[Opening MATERIAL SUPPLIED section]
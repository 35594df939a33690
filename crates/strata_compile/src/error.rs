//! Build-level errors.

use strata_cache::CacheError;
use strata_config::ConfigError;

/// Errors that abort a whole build.
///
/// Per-unit failures never surface here; they are logged as events and the
/// build carries on.
#[derive(Debug, thiserror::Error)]
pub enum BuildError {
    /// The cache root could not be created or the ignore-list could not be
    /// written.
    #[error("artifact cache error: {0}")]
    Cache(#[from] CacheError),

    /// Build settings could not be read.
    #[error("configuration error: {0}")]
    Config(#[from] ConfigError),

    /// A build is already running for this project.
    #[error("a build is already running")]
    Busy,

    /// The background build worker has stopped.
    #[error("build worker is not running")]
    WorkerStopped,

    /// The build panicked outside a unit compile.
    #[error("build panicked: {message}")]
    Panicked {
        /// The panic payload, if it was a string.
        message: String,
    },
}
[Closing MATERIAL SUPPLIED section]
-- TO DO --
The string "from": state how many lines above contain it, giving nothing but the number.

-- TASK RESPONSE --
2